TASK DIRECTIONS :: With the string "format" as the filter, copy each matching line from the records.
------------------------------
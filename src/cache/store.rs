//! Cache Store Module
//!
//! Main cache engine: a `HashMap` guarded by a single reader/writer lock,
//! with per-entry TTL and batched cleanup of expired entries.

use std::collections::HashMap;
use std::sync::Arc;
use std::time::Duration;

use tokio::sync::RwLock;
use tokio::task::JoinHandle;
use tokio::time::Instant;
use tokio_util::sync::CancellationToken;

use crate::cache::stats::StatsCounters;
use crate::cache::{CacheEntry, CacheStats};
use crate::tasks::spawn_sweep_task;

// == TTL Cache ==
/// Thread-safe expiring key/value store.
///
/// Cloning is cheap and every clone shares the same storage, so one instance
/// is built at startup and handed to whoever needs it.
#[derive(Debug)]
pub struct TtlCache<V> {
    entries: Arc<RwLock<HashMap<String, CacheEntry<V>>>>,
    stats: Arc<StatsCounters>,
}

impl<V> Clone for TtlCache<V> {
    fn clone(&self) -> Self {
        Self {
            entries: Arc::clone(&self.entries),
            stats: Arc::clone(&self.stats),
        }
    }
}

impl<V> Default for TtlCache<V> {
    fn default() -> Self {
        Self::new()
    }
}

impl<V> TtlCache<V> {
    // == Constructor ==
    /// Creates an empty cache with no background sweep attached.
    pub fn new() -> Self {
        Self {
            entries: Arc::new(RwLock::new(HashMap::new())),
            stats: Arc::new(StatsCounters::default()),
        }
    }

    // == Set ==
    /// Inserts or overwrites `key`, expiring `ttl` from now.
    ///
    /// Overwriting replaces value and deadline together.
    pub async fn set(&self, key: impl Into<String>, value: V, ttl: Duration) {
        let entry = CacheEntry::new(value, ttl);
        self.entries.write().await.insert(key.into(), entry);
    }

    // == Cleanup Expired ==
    /// Removes all expired entries from the cache.
    ///
    /// Returns the number of entries removed.
    pub async fn cleanup_expired(&self) -> usize {
        let now = Instant::now();
        let removed = {
            let mut entries = self.entries.write().await;
            let before = entries.len();
            entries.retain(|_, entry| !entry.is_expired_at(now));
            before - entries.len()
        };

        self.stats.record_sweep(removed);
        removed
    }

    // == Length ==
    /// Returns the number of physically stored entries, expired ones included
    /// until the next sweep.
    pub async fn len(&self) -> usize {
        self.entries.read().await.len()
    }

    // == Is Empty ==
    pub async fn is_empty(&self) -> bool {
        self.entries.read().await.is_empty()
    }

    // == Stats ==
    /// Returns current cache statistics.
    pub async fn stats(&self) -> CacheStats {
        let total = self.len().await;
        self.stats.snapshot(total)
    }
}

impl<V: Clone> TtlCache<V> {
    // == Get ==
    /// Returns a copy of the value for `key` if present and not yet expired.
    ///
    /// Takes only the shared lock. Expired entries are left in place for the
    /// sweep to reclaim.
    pub async fn get(&self, key: &str) -> Option<V> {
        let entries = self.entries.read().await;
        let value = entries
            .get(key)
            .filter(|entry| !entry.is_expired())
            .map(|entry| entry.value.clone());

        match value {
            Some(_) => self.stats.record_hit(),
            None => self.stats.record_miss(),
        }
        value
    }
}

impl<V: Send + Sync + 'static> TtlCache<V> {
    // == Spawn ==
    /// Creates a cache and immediately starts its background sweep.
    ///
    /// The sweep runs every `sweep_interval` until `shutdown` is cancelled.
    pub fn spawn(
        sweep_interval: Duration,
        shutdown: CancellationToken,
    ) -> (Self, JoinHandle<()>) {
        let cache = Self::new();
        let handle = spawn_sweep_task(cache.clone(), sweep_interval, shutdown);
        (cache, handle)
    }
}

// == Unit Tests ==
#[cfg(test)]
mod tests {
    use super::*;

    const TTL: Duration = Duration::from_secs(300);

    #[tokio::test]
    async fn test_store_new() {
        let cache: TtlCache<String> = TtlCache::new();
        assert_eq!(cache.len().await, 0);
        assert!(cache.is_empty().await);
    }

    #[tokio::test]
    async fn test_store_set_and_get() {
        let cache = TtlCache::new();

        cache.set("key1", "value1".to_string(), TTL).await;

        assert_eq!(cache.get("key1").await, Some("value1".to_string()));
        assert_eq!(cache.len().await, 1);
    }

    #[tokio::test]
    async fn test_store_get_nonexistent() {
        let cache: TtlCache<String> = TtlCache::new();
        assert!(cache.get("nonexistent").await.is_none());
    }

    #[tokio::test]
    async fn test_store_overwrite() {
        let cache = TtlCache::new();

        cache.set("key1", "value1", TTL).await;
        cache.set("key1", "value2", TTL).await;

        assert_eq!(cache.get("key1").await, Some("value2"));
        assert_eq!(cache.len().await, 1);
    }

    #[tokio::test(start_paused = true)]
    async fn test_example_timeline() {
        let cache = TtlCache::new();
        cache.set("a", "v1", Duration::from_secs(1)).await;

        tokio::time::advance(Duration::from_millis(500)).await;
        assert_eq!(cache.get("a").await, Some("v1"));

        tokio::time::advance(Duration::from_millis(1000)).await;
        assert_eq!(cache.get("a").await, None);
    }

    #[tokio::test(start_paused = true)]
    async fn test_expiry_is_inclusive_at_ttl() {
        let cache = TtlCache::new();
        cache.set("k", 1, Duration::from_secs(2)).await;

        tokio::time::advance(Duration::from_millis(1999)).await;
        assert_eq!(cache.get("k").await, Some(1));

        tokio::time::advance(Duration::from_millis(1)).await;
        assert_eq!(cache.get("k").await, None);
    }

    #[tokio::test(start_paused = true)]
    async fn test_get_does_not_remove_expired() {
        let cache = TtlCache::new();
        cache.set("k", "v", Duration::from_secs(1)).await;

        tokio::time::advance(Duration::from_secs(2)).await;

        assert!(cache.get("k").await.is_none());
        assert_eq!(cache.len().await, 1, "Lookup must not delete");
    }

    #[tokio::test(start_paused = true)]
    async fn test_overwrite_replaces_expiry() {
        let cache = TtlCache::new();

        // Long-lived old value, short-lived new value
        cache.set("k", "old", Duration::from_secs(100)).await;
        cache.set("k", "new", Duration::from_secs(1)).await;

        tokio::time::advance(Duration::from_secs(2)).await;
        assert_eq!(cache.get("k").await, None, "Old deadline must not resurrect");

        // Short-lived old value, long-lived new value
        cache.set("j", "old", Duration::from_secs(1)).await;
        cache.set("j", "new", Duration::from_secs(100)).await;

        tokio::time::advance(Duration::from_secs(2)).await;
        assert_eq!(cache.get("j").await, Some("new"));
    }

    #[tokio::test(start_paused = true)]
    async fn test_store_cleanup_expired() {
        let cache = TtlCache::new();

        cache.set("key1", "value1", Duration::from_secs(1)).await;
        cache.set("key2", "value2", Duration::from_secs(10)).await;

        tokio::time::advance(Duration::from_millis(1100)).await;

        let removed = cache.cleanup_expired().await;
        assert_eq!(removed, 1);
        assert_eq!(cache.len().await, 1);
        assert_eq!(cache.get("key2").await, Some("value2"));
    }

    #[tokio::test(start_paused = true)]
    async fn test_set_with_max_ttl_is_readable() {
        let cache = TtlCache::new();

        cache.set("k", 1u8, Duration::MAX).await;
        cache.set("j", 2u8, Duration::from_secs(u64::MAX)).await;

        assert_eq!(cache.get("k").await, Some(1));
        tokio::time::advance(Duration::from_secs(3600)).await;
        assert_eq!(cache.get("j").await, Some(2));
        assert_eq!(cache.cleanup_expired().await, 0);
    }

    #[tokio::test]
    async fn test_clones_share_storage() {
        let cache = TtlCache::new();
        let other = cache.clone();

        cache.set("shared", 7u8, TTL).await;

        assert_eq!(other.get("shared").await, Some(7));
    }

    #[tokio::test(start_paused = true)]
    async fn test_store_stats() {
        let cache = TtlCache::new();

        cache.set("key1", "value1", Duration::from_secs(1)).await;
        cache.get("key1").await; // hit
        cache.get("nonexistent").await; // miss
        tokio::time::advance(Duration::from_secs(2)).await;
        cache.get("key1").await; // expired, miss
        cache.cleanup_expired().await;

        let stats = cache.stats().await;
        assert_eq!(stats.hits, 1);
        assert_eq!(stats.misses, 2);
        assert_eq!(stats.expired_removed, 1);
        assert_eq!(stats.sweeps, 1);
        assert_eq!(stats.total_entries, 0);
    }

    #[tokio::test(flavor = "multi_thread", worker_threads = 4)]
    async fn test_concurrent_writers_distinct_keys() {
        let cache = TtlCache::new();
        let writers = 64;

        let handles: Vec<_> = (0..writers)
            .map(|i| {
                let cache = cache.clone();
                tokio::spawn(async move {
                    cache.set(format!("key{}", i), i, TTL).await;
                })
            })
            .collect();

        for handle in handles {
            handle.await.expect("Writer should not panic");
        }

        assert_eq!(cache.len().await, writers);
        for i in 0..writers {
            assert_eq!(cache.get(&format!("key{}", i)).await, Some(i));
        }
    }
}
------------------------------
PROBLEM SOLUTION ::
                    cache.set(format!("key{}", i), i, TTL).await;
            assert_eq!(cache.get(&format!("key{}", i)).await, Some(i));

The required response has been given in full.